(Saved entries)
•••••
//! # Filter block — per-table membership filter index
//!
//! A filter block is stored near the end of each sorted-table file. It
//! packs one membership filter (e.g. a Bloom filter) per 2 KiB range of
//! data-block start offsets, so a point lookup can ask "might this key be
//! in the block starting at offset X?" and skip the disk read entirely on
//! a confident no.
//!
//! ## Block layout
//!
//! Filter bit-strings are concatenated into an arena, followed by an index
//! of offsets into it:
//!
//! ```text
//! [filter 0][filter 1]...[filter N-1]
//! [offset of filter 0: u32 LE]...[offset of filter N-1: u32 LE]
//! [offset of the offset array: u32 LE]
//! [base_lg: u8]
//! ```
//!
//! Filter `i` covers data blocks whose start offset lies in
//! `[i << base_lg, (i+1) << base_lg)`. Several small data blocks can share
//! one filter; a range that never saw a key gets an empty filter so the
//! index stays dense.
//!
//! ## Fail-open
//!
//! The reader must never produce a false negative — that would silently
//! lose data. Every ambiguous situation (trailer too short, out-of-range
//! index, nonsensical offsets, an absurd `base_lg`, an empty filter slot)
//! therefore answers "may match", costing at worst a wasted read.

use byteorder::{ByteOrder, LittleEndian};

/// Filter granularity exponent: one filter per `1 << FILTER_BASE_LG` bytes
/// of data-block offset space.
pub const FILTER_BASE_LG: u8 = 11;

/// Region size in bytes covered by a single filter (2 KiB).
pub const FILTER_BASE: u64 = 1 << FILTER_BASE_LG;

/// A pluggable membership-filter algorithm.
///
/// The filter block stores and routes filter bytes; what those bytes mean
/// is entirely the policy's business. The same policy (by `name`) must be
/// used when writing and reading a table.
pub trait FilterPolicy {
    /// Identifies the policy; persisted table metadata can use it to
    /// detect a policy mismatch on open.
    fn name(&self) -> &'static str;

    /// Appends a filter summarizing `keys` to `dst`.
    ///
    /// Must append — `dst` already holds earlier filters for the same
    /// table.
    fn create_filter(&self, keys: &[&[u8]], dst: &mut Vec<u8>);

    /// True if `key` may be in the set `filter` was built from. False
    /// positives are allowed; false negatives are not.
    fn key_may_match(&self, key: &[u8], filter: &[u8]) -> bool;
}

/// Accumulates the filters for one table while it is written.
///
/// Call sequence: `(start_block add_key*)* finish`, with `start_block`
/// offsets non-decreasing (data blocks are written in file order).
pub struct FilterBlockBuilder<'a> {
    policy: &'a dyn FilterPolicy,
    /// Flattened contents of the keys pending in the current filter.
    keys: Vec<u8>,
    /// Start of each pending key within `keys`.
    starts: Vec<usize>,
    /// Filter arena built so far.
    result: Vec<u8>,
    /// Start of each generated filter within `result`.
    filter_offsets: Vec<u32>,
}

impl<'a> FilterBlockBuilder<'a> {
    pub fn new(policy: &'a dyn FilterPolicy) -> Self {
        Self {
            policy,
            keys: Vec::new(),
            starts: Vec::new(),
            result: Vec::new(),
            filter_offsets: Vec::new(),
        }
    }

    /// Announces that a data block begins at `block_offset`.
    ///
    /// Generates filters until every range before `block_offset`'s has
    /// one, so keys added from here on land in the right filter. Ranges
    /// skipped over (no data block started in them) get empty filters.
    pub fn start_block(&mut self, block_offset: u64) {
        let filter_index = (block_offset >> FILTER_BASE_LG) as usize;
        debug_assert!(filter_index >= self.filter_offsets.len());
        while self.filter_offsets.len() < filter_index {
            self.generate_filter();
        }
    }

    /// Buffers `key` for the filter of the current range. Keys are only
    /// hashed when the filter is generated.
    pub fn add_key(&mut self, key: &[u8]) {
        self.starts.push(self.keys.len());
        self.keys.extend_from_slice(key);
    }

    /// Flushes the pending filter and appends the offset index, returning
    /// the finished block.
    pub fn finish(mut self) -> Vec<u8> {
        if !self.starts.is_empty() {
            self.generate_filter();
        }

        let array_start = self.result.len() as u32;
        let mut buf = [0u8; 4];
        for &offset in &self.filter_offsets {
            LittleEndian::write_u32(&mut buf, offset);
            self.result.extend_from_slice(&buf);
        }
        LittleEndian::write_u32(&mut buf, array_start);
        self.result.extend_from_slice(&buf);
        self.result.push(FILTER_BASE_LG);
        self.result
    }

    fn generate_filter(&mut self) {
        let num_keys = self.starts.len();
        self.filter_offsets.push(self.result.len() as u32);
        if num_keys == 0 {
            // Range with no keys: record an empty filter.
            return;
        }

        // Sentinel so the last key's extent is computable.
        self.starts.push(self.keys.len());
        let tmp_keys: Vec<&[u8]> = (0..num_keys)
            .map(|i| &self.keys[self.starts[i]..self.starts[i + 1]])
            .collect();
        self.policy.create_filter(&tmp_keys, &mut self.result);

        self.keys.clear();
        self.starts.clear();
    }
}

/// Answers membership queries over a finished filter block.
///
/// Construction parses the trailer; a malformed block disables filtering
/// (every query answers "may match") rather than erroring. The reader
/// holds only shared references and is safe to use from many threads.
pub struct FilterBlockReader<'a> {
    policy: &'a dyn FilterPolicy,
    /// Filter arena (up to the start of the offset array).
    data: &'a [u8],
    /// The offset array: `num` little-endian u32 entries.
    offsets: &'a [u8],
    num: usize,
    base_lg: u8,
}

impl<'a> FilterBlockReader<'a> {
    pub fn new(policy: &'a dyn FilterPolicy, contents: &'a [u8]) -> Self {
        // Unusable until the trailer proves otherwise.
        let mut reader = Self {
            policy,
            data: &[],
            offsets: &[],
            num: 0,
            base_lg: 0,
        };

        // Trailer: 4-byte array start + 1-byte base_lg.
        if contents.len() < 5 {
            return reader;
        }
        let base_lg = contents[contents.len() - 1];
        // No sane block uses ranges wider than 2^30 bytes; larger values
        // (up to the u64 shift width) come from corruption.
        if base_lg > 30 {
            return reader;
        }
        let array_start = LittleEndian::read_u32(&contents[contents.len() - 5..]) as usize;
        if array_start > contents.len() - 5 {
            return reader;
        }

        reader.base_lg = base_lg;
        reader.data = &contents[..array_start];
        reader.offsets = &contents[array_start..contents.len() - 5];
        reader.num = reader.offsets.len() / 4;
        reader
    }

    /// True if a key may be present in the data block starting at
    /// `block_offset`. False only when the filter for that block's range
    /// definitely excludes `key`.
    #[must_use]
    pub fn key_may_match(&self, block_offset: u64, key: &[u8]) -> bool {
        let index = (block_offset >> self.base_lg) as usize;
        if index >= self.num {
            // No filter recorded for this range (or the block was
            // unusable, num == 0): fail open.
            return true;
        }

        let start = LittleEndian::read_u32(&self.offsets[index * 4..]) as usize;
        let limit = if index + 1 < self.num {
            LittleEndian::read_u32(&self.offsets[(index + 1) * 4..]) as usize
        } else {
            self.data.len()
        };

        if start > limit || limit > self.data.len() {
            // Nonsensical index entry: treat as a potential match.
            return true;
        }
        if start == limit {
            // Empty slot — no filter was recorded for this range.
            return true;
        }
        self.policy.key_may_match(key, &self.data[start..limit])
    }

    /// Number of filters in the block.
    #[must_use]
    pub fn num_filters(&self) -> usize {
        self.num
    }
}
•••••
Nothing in the data may differ; print all of it exactly as written.

//! # Filter block — per-table membership filter index
//!
//! A filter block is stored near the end of each sorted-table file. It
//! packs one membership filter (e.g. a Bloom filter) per 2 KiB range of
//! data-block start offsets, so a point lookup can ask "might this key be
//! in the block starting at offset X?" and skip the disk read entirely on
//! a confident no.
//!
//! ## Block layout
//!
//! Filter bit-strings are concatenated into an arena, followed by an index
//! of offsets into it:
//!
//! ```text
//! [filter 0][filter 1]...[filter N-1]
//! [offset of filter 0: u32 LE]...[offset of filter N-1: u32 LE]
//! [offset of the offset array: u32 LE]
//! [base_lg: u8]
//! ```
//!
//! Filter `i` covers data blocks whose start offset lies in
//! `[i << base_lg, (i+1) << base_lg)`. Several small data blocks can share
//! one filter; a range that never saw a key gets an empty filter so the
//! index stays dense.
//!
//! ## Fail-open
//!
//! The reader must never produce a false negative — that would silently
//! lose data. Every ambiguous situation (trailer too short, out-of-range
//! index, nonsensical offsets, an absurd `base_lg`, an empty filter slot)
//! therefore answers "may match", costing at worst a wasted read.

use byteorder::{ByteOrder, LittleEndian};

/// Filter granularity exponent: one filter per `1 << FILTER_BASE_LG` bytes
/// of data-block offset space.
pub const FILTER_BASE_LG: u8 = 11;

/// Region size in bytes covered by a single filter (2 KiB).
pub const FILTER_BASE: u64 = 1 << FILTER_BASE_LG;

/// A pluggable membership-filter algorithm.
///
/// The filter block stores and routes filter bytes; what those bytes mean
/// is entirely the policy's business. The same policy (by `name`) must be
/// used when writing and reading a table.
pub trait FilterPolicy {
    /// Identifies the policy; persisted table metadata can use it to
    /// detect a policy mismatch on open.
    fn name(&self) -> &'static str;

    /// Appends a filter summarizing `keys` to `dst`.
    ///
    /// Must append — `dst` already holds earlier filters for the same
    /// table.
    fn create_filter(&self, keys: &[&[u8]], dst: &mut Vec<u8>);

    /// True if `key` may be in the set `filter` was built from. False
    /// positives are allowed; false negatives are not.
    fn key_may_match(&self, key: &[u8], filter: &[u8]) -> bool;
}

/// Accumulates the filters for one table while it is written.
///
/// Call sequence: `(start_block add_key*)* finish`, with `start_block`
/// offsets non-decreasing (data blocks are written in file order).
pub struct FilterBlockBuilder<'a> {
    policy: &'a dyn FilterPolicy,
    /// Flattened contents of the keys pending in the current filter.
    keys: Vec<u8>,
    /// Start of each pending key within `keys`.
    starts: Vec<usize>,
    /// Filter arena built so far.
    result: Vec<u8>,
    /// Start of each generated filter within `result`.
    filter_offsets: Vec<u32>,
}

impl<'a> FilterBlockBuilder<'a> {
    pub fn new(policy: &'a dyn FilterPolicy) -> Self {
        Self {
            policy,
            keys: Vec::new(),
            starts: Vec::new(),
            result: Vec::new(),
            filter_offsets: Vec::new(),
        }
    }

    /// Announces that a data block begins at `block_offset`.
    ///
    /// Generates filters until every range before `block_offset`'s has
    /// one, so keys added from here on land in the right filter. Ranges
    /// skipped over (no data block started in them) get empty filters.
    pub fn start_block(&mut self, block_offset: u64) {
        let filter_index = (block_offset >> FILTER_BASE_LG) as usize;
        debug_assert!(filter_index >= self.filter_offsets.len());
        while self.filter_offsets.len() < filter_index {
            self.generate_filter();
        }
    }

    /// Buffers `key` for the filter of the current range. Keys are only
    /// hashed when the filter is generated.
    pub fn add_key(&mut self, key: &[u8]) {
        self.starts.push(self.keys.len());
        self.keys.extend_from_slice(key);
    }

    /// Flushes the pending filter and appends the offset index, returning
    /// the finished block.
    pub fn finish(mut self) -> Vec<u8> {
        if !self.starts.is_empty() {
            self.generate_filter();
        }

        let array_start = self.result.len() as u32;
        let mut buf = [0u8; 4];
        for &offset in &self.filter_offsets {
            LittleEndian::write_u32(&mut buf, offset);
            self.result.extend_from_slice(&buf);
        }
        LittleEndian::write_u32(&mut buf, array_start);
        self.result.extend_from_slice(&buf);
        self.result.push(FILTER_BASE_LG);
        self.result
    }

    fn generate_filter(&mut self) {
        let num_keys = self.starts.len();
        self.filter_offsets.push(self.result.len() as u32);
        if num_keys == 0 {
            // Range with no keys: record an empty filter.
            return;
        }

        // Sentinel so the last key's extent is computable.
        self.starts.push(self.keys.len());
        let tmp_keys: Vec<&[u8]> = (0..num_keys)
            .map(|i| &self.keys[self.starts[i]..self.starts[i + 1]])
            .collect();
        self.policy.create_filter(&tmp_keys, &mut self.result);

        self.keys.clear();
        self.starts.clear();
    }
}

/// Answers membership queries over a finished filter block.
///
/// Construction parses the trailer; a malformed block disables filtering
/// (every query answers "may match") rather than erroring. The reader
/// holds only shared references and is safe to use from many threads.
pub struct FilterBlockReader<'a> {
    policy: &'a dyn FilterPolicy,
    /// Filter arena (up to the start of the offset array).
    data: &'a [u8],
    /// The offset array: `num` little-endian u32 entries.
    offsets: &'a [u8],
    num: usize,
    base_lg: u8,
}

impl<'a> FilterBlockReader<'a> {
    pub fn new(policy: &'a dyn FilterPolicy, contents: &'a [u8]) -> Self {
        // Unusable until the trailer proves otherwise.
        let mut reader = Self {
            policy,
            data: &[],
            offsets: &[],
            num: 0,
            base_lg: 0,
        };

        // Trailer: 4-byte array start + 1-byte base_lg.
        if contents.len() < 5 {
            return reader;
        }
        let base_lg = contents[contents.len() - 1];
        // No sane block uses ranges wider than 2^30 bytes; larger values
        // (up to the u64 shift width) come from corruption.
        if base_lg > 30 {
            return reader;
        }
        let array_start = LittleEndian::read_u32(&contents[contents.len() - 5..]) as usize;
        if array_start > contents.len() - 5 {
            return reader;
        }

        reader.base_lg = base_lg;
        reader.data = &contents[..array_start];
        reader.offsets = &contents[array_start..contents.len() - 5];
        reader.num = reader.offsets.len() / 4;
        reader
    }

    /// True if a key may be present in the data block starting at
    /// `block_offset`. False only when the filter for that block's range
    /// definitely excludes `key`.
    #[must_use]
    pub fn key_may_match(&self, block_offset: u64, key: &[u8]) -> bool {
        let index = (block_offset >> self.base_lg) as usize;
        if index >= self.num {
            // No filter recorded for this range (or the block was
            // unusable, num == 0): fail open.
            return true;
        }

        let start = LittleEndian::read_u32(&self.offsets[index * 4..]) as usize;
        let limit = if index + 1 < self.num {
            LittleEndian::read_u32(&self.offsets[(index + 1) * 4..]) as usize
        } else {
            self.data.len()
        };

        if start > limit || limit > self.data.len() {
            // Nonsensical index entry: treat as a potential match.
            return true;
        }
        if start == limit {
            // Empty slot — no filter was recorded for this range.
            return true;
        }
        self.policy.key_may_match(key, &self.data[start..limit])
    }

    /// Number of filters in the block.
    #[must_use]
    pub fn num_filters(&self) -> usize {
        self.num
    }
}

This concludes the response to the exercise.